Back to Skills
    🦞

    pymupdf-pdf

    Fast local PDF parsing with PyMuPDF (fitz)

    By @kesslerio
    View on GitHub
    SKILL.md
    ---
    name: pymupdf-pdf
    description: Fast local PDF parsing with PyMuPDF (fitz) for Markdown/JSON outputs and optional images/tables. Use when speed matters more than robustness, or as a fallback while heavier parsers are unavailable.

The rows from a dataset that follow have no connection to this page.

//! Uniform result envelope handed to callers.

use serde::{Deserialize, Serialize};

use super::ApiError;

/// `{ data, message, ok }` view of a call outcome.
///
/// A failed call never carries data and always carries a message.
#[derive(Debug, Clone, PartialEq, Serialize, Deserialize)]
pub struct ApiResponse<T> {
    pub data: Option<T>,
    #[serde(skip_serializing_if = "Option::is_none")]
    pub message: Option<String>,
    pub ok: bool,
}

impl<T> ApiResponse<T> {
    pub fn success(data: T) -> Self {
        Self {
            data: Some(data),
            message: None,
            ok: true,
        }
    }

    pub fn failure(message: impl Into<String>) -> Self {
        Self {
            data: None,
            message: Some(message.into()),
            ok: false,
        }
    }
}

impl<T> From<Result<T, ApiError>> for ApiResponse<T> {
    fn from(result: Result<T, ApiError>) -> Self {
        match result {
            Ok(data) => Self::success(data),
            Err(e) => Self::failure(e.to_string()),
        }
    }
}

Default to single-PDF parsing with per-document output folders.
    ---
    
    # PyMuPDF PDF
    
    ## Overview
    Parse PDFs locally using PyMuPDF for fast, lightweight extraction into Markdown by default, with optional JSON and image/table outputs in a per-document directory.
    
    ## Prereqs / when to read references
    If you hit import errors (PyMuPDF not installed) or Nix `libstdc++` issues, read:
    - `references/pymupdf-notes.md`
    
    ## Quick start (single PDF)
    ```bash
    # Run from the skill directory
    ./scripts/pymupdf_parse.py /path/to/file.pdf \
      --format md \
      --outroot ./pymupdf-output
    ```
    
    ## Options
    - `--format md|json|both` (default: `md`)
    - `--images` to extract images
    - `--tables` to extract a simple line-based table JSON (quick/rough)
    - `--outroot DIR` to change output root
    - `--lang` adds a language hint into JSON output metadata
    
    ## Output conventions
    - Create `./pymupdf-output/<pdf-basename>/` by default.
    - Markdown output: `output.md`
    - JSON output: `output.json` (includes `lang`)
    - Images: `images/` subdir
    - Tables: `tables.json` (rough line-based)
    
    ## Notes
    - PyMuPDF is fast but less robust on complex PDFs.
    - For more robust parsing, use a heavy-duty OCR parser (e.g., MinerU) if installed.